In [1]:
import numpy as np

Load data

In [2]:
import pandas as pd
df_test = pd.read_csv('data/test1.csv', sep=',')
df_train = pd.read_csv('data/train1.csv', sep=',')

Binarize data

In [3]:
import copy

def dummy_encode_categorical_columns(data):
    result_data = copy.deepcopy(data)
    for column in data.columns.values:
        result_data = pd.concat(
            [result_data, pd.get_dummies(result_data[column], prefix = column, prefix_sep = ': ')],
            axis = 1
        )
        del result_data[column]
    return result_data

In [4]:
def parse_file(name):
    df = pd.read_csv(name, sep=',')
    df = df.replace(to_replace='positive', value=1)
    df = df.replace(to_replace='negative', value=0)
    y = np.array(df['V10'])
    del df['V10']
    bin_df = dummy_encode_categorical_columns(df)
    return np.array(bin_df).astype(int), y

In [5]:
X_train, y_train = parse_file('data/train1.csv')
X_test, y_test = parse_file('data/test1.csv')

Split to train and test

In [6]:
X_train_pos = X_train[y_train == 1]
X_train_neg = X_train[y_train == 0]

Make predictions

In [7]:
y_pred = []
for test_obj in X_test:
    pos = np.sum(test_obj == X_train_pos) / float(len(X_train_pos))
    neg = np.sum(test_obj == X_train_neg) / float(len(X_train_neg))
    if (pos > neg):
        y_pred.append(1)
    else:
        y_pred.append(0)

y_pred = np.array(y_pred)

Evaluate predictions

In [8]:
from sklearn.metrics import accuracy_score
from sklearn.metrics import precision_score
from sklearn.metrics import recall_score

In [9]:
TP = np.sum(y_test * y_pred)
TN = np.sum(y_test + y_pred == 0)
FP = np.sum((y_test  == 0) * (y_pred == 1))
FN = np.sum((y_test  == 1) * (y_pred == 0))
TPR = float(TP) / np.sum(y_test == 1)
TNR = float(TN) / np.sum(y_test == 0)
FPR = float(FP) / (TP + FN)
NPV = float(TN) / (TN + FN)
FDR = float(FP) / (TP + FP)
acc = accuracy_score(y_test, y_pred)
prec = precision_score(y_test, y_pred)
rec = recall_score(y_test, y_pred)

In [10]:
measure_names = [
    'True Positive', 'True Negative', 'False Positive', 'False Negative',
    'True Positive Rate', 'True Negative Rate', 'Negative Predictive Value', 'False Positive Rate', 'False Discovery Rate',
    'Accuracy', 'Precision', 'Recall'
]
measure_vals = [TP, TN, FP, FN, TPR, TNR, NPV, FPR, FDR, acc, prec, rec]

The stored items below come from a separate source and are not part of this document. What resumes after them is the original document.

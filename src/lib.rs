//! Queued Consumer - a single background worker draining a work queue
//!
//! This library provides a reusable consumer skeleton with a forward-only
//! lifecycle, graceful and immediate termination, per-task failure isolation,
//! and a completion signal reporting how many tasks were processed.

/// Configuration management for the consumer
pub mod config;
/// Consumer lifecycle, worker loop and completion signal
pub mod consumer;
/// Queue implementations and traits
pub mod queue;
/// Task handlers and failure policies
pub mod task;

pub use config::Config;
pub use consumer::builder::ConsumerBuilder;
pub use consumer::hooks::{LifecycleHooks, NoopHooks};
pub use consumer::signal::CompletionSignal;
pub use consumer::{QueuedConsumer, State};
pub use queue::memory::MemoryQueue;
pub use queue::priority::PriorityQueue;
pub use queue::WorkQueue;
pub use task::policy::{ExceptionPolicy, LogPolicy};
pub use task::{handler_fn, FnHandler, TaskError, TaskHandler};

use thiserror::Error;

/// Result type for consumer operations
pub type Result<T> = std::result::Result<T, ConsumerError>;

/// Error types for the consumer
#[derive(Error, Debug, Clone, PartialEq, Eq)]
pub enum ConsumerError {
    /// An operation was invoked in a state that forbids it
    #[error("cannot {operation} consumer '{name}' while {state}")]
    Lifecycle {
        /// Consumer name
        name: String,
        /// Operation that was rejected
        operation: &'static str,
        /// State observed when the operation was rejected
        state: State,
    },

    /// The queue no longer accepts tasks
    #[error("Queue is closed")]
    QueueClosed,

    /// The queue is at capacity and the caller asked not to wait
    #[error("Queue is full (capacity {0})")]
    QueueFull(usize),

    /// `start` was called outside of a tokio runtime
    #[error("No tokio runtime available: {0}")]
    NoRuntime(String),

    /// The completion signal can never be fulfilled because no worker owns it
    #[error("Worker exited without fulfilling the completion signal")]
    WorkerGone,

    /// Waiting on a completion signal exceeded the given bound
    #[error("Completion signal not fulfilled within {0:?}")]
    SignalTimeout(std::time::Duration),

    /// Configuration validation error
    #[error("Configuration error: {0}")]
    ConfigError(String),
}

impl ConsumerError {
    /// Returns true for errors raised by lifecycle guards
    pub fn is_lifecycle(&self) -> bool {
        matches!(self, ConsumerError::Lifecycle { .. })
    }
}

for name, v in zip(measure_names, measure_vals):
    v_verb = f"{v:.0f}" if int(v)==v else f"{v:.4f}"
    print(f"{name}: {v_verb}")

True Positive: 34
True Negative: 24
False Positive: 8
False Negative: 27
True Positive Rate: 0.5574
True Negative Rate: 0.7500
Negative Predictive Value: 0.4706
False Positive Rate: 0.1311
False Discovery Rate: 0.1905
Accuracy: 0.6237
Precision: 0.8095
Recall: 0.5574